There’s nowhere for you to go but the stables, saddle blankets thrown over hay as you pant and cry and your body seems to tear itself apart.
Joel stays with you while Arthur fetches the midwife. Arthur had not been there for his son’s birth, but Joel had been there for his daughter’s.
“We talked to the midwife, too,” he tells you gently, helping you position yourself so he can take care of your other wounds while you wait, so you’re most comfortable and in position should the baby come very suddenly. “Asked what we should know.”
It makes your heart ache but you can’t spare the notion any thought with your pelvis splitting in two.

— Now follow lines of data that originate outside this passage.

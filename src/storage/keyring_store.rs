//! Usage: Platform keychain implementation of the secure store.
//!
//! macOS Keychain, Windows Credential Manager, or the Secret Service API on
//! Linux, all via the `keyring` crate.

use crate::storage::{SecureStore, StorageError};
use keyring::Entry;

pub struct KeyringStore {
    service_name: String,
}

impl KeyringStore {
    /// `service_name` namespaces entries per application (e.g.
    /// `"com.fellowship.client"`).
    pub fn new(service_name: impl Into<String>) -> Self {
        Self {
            service_name: service_name.into(),
        }
    }

    fn entry(&self, key: &str) -> Result<Entry, StorageError> {
        Entry::new(&self.service_name, key).map_err(|e| {
            StorageError::AccessFailed(format!("keychain entry for {key} unavailable: {e}"))
        })
    }
}

impl SecureStore for KeyringStore {
    fn get(&self, key: &str) -> Result<String, StorageError> {
        let entry = self.entry(key)?;
        entry.get_password().map_err(|e| {
            if matches!(e, keyring::Error::NoEntry) {
                StorageError::NotFound
            } else {
                StorageError::AccessFailed(format!("keychain read for {key} failed: {e}"))
            }
        })
    }

    fn set(&self, key: &str, value: &str) -> Result<(), StorageError> {
        let entry = self.entry(key)?;
        entry.set_password(value).map_err(|e| {
            StorageError::AccessFailed(format!("keychain write for {key} failed: {e}"))
        })?;
        tracing::debug!(service = %self.service_name, key = %key, "secret stored in keychain");
        Ok(())
    }

    fn delete(&self, key: &str) -> Result<(), StorageError> {
        let entry = self.entry(key)?;
        if let Err(e) = entry.delete_credential() {
            if !matches!(e, keyring::Error::NoEntry) {
                return Err(StorageError::AccessFailed(format!(
                    "keychain delete for {key} failed: {e}"
                )));
            }
        }
        Ok(())
    }
}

The fire has died on its own in the intervening hour, sputtering out like a miracle. The stable is warm, the scent of cotton and hay thick in the air. Lanterns gutter out little flames. And, for the first time in your life, you wish for electric light.
“You saved my life,” he says into the silence between contractions. “Stupid thing to do.”

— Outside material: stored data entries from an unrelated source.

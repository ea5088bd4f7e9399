//! Usage: Typed error taxonomy for transport and OAuth failures.

use thiserror::Error;

/// Outcome of a single bare HTTP dispatch, keyed off the response status.
///
/// Transport maps statuses to these variants and never retries; the
/// authenticated executor is the only component that reacts to
/// [`NetworkError::Unauthorized`] with a refresh-and-retry cycle.
#[derive(Debug, Clone, PartialEq, Eq, Error)]
pub enum NetworkError {
    /// The request could not be turned into a valid URL.
    #[error("request URL could not be constructed")]
    InvalidUrl,
    /// The response was missing, unreadable, or outside the HTTP status range.
    #[error("response was malformed or could not be read")]
    InvalidResponse,
    /// 401 from the server, or no credential available to send at all.
    #[error("unauthorized")]
    Unauthorized,
    /// 404.
    #[error("resource not found")]
    NotFound,
    /// Any other 4xx.
    #[error("bad request (status {0})")]
    BadRequest(u16),
    /// 503.
    #[error("service unavailable")]
    ServiceUnavailable,
    /// Any other 5xx.
    #[error("bad response (status {0})")]
    BadResponse(u16),
}

/// Failures of the interactive PKCE authorization flow.
///
/// Token-endpoint failures surface as [`OAuthError::Network`] unchanged, so
/// callers can tell a user-driven failure (denied, tampered state) apart from
/// plain transport trouble.
#[derive(Debug, Clone, PartialEq, Eq, Error)]
pub enum OAuthError {
    /// Secure random generation for the code verifier or state failed.
    #[error("secure random generation for the code verifier failed")]
    FailedCodeVerifier,
    /// Reserved: deriving the S256 challenge from the verifier failed.
    #[error("code challenge derivation failed")]
    FailedCodeChallenge,
    /// The configured authorization endpoint could not form a URL.
    #[error("authorization URL could not be constructed")]
    BadAuthorizationUrl,
    /// The callback carried no `state` parameter.
    #[error("authorization callback did not include a state value")]
    MissingState,
    /// The callback `state` did not match the one minted for this attempt.
    #[error("authorization callback state did not match this attempt")]
    StateMismatch,
    /// The callback carried no authorization `code`.
    #[error("authorization callback did not include an authorization code")]
    MissingCode,
    /// The interactive surface itself failed (bind, timeout, cancelled).
    #[error("authorization presenter failed: {0}")]
    PresenterFailed(String),
    /// The provider redirected back with an explicit error.
    #[error("authorization denied by provider: {error}")]
    ProviderDenied {
        error: String,
        description: Option<String>,
    },
    /// Token-endpoint transport failure, propagated unchanged.
    #[error(transparent)]
    Network(#[from] NetworkError),
}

“And you almost gave yours for mine, for Arthur’s.” You take his hand, “We’re even.”
Joel shakes his head, presses a cloth to your forehead as the stable door rumbles open and the midwife rushes in, shoos Joel away.
She barks orders at the both of them and for a while, your whole world is breathing through contractions that are painfully close together and writhing in a damp pool of sweat. Eventually though, all any of you can do is wait and hope.
Joel and Arthur flank you, and the warmth they offer is as good a balm as you’re going to get.
You push when the midwife, Ana, you learn, says to, scream in frustration when she says she can just see the head crowning.
It seems to happen all at once, a great wet mess leaving your body before a terrible cry pierces the air.
All the tension bleeds out of your body at once, as the child is wrapped in the cleanest blanket any of them could find, pressed over your chest soon after, its face contorted in a wailing squall. Despite everything, you feel safe and at peace, secure with these men at your side, looking into the face of this child, you know it will never matter to them who it belongs to. There are still hard things ahead, danger that needs to be attended to, but you wonder about that wandering and if Joel and Arthur would be amenable to it as long as you kept together. The childhood you deserved, given to this child instead.
The world shifts just a little as you pass the child to it’s fathers, as your fox laughs on the prairie, happy to have a new ward in it’s care.
And if you ever see a turkey vulture again, you’ll probably just shoot it.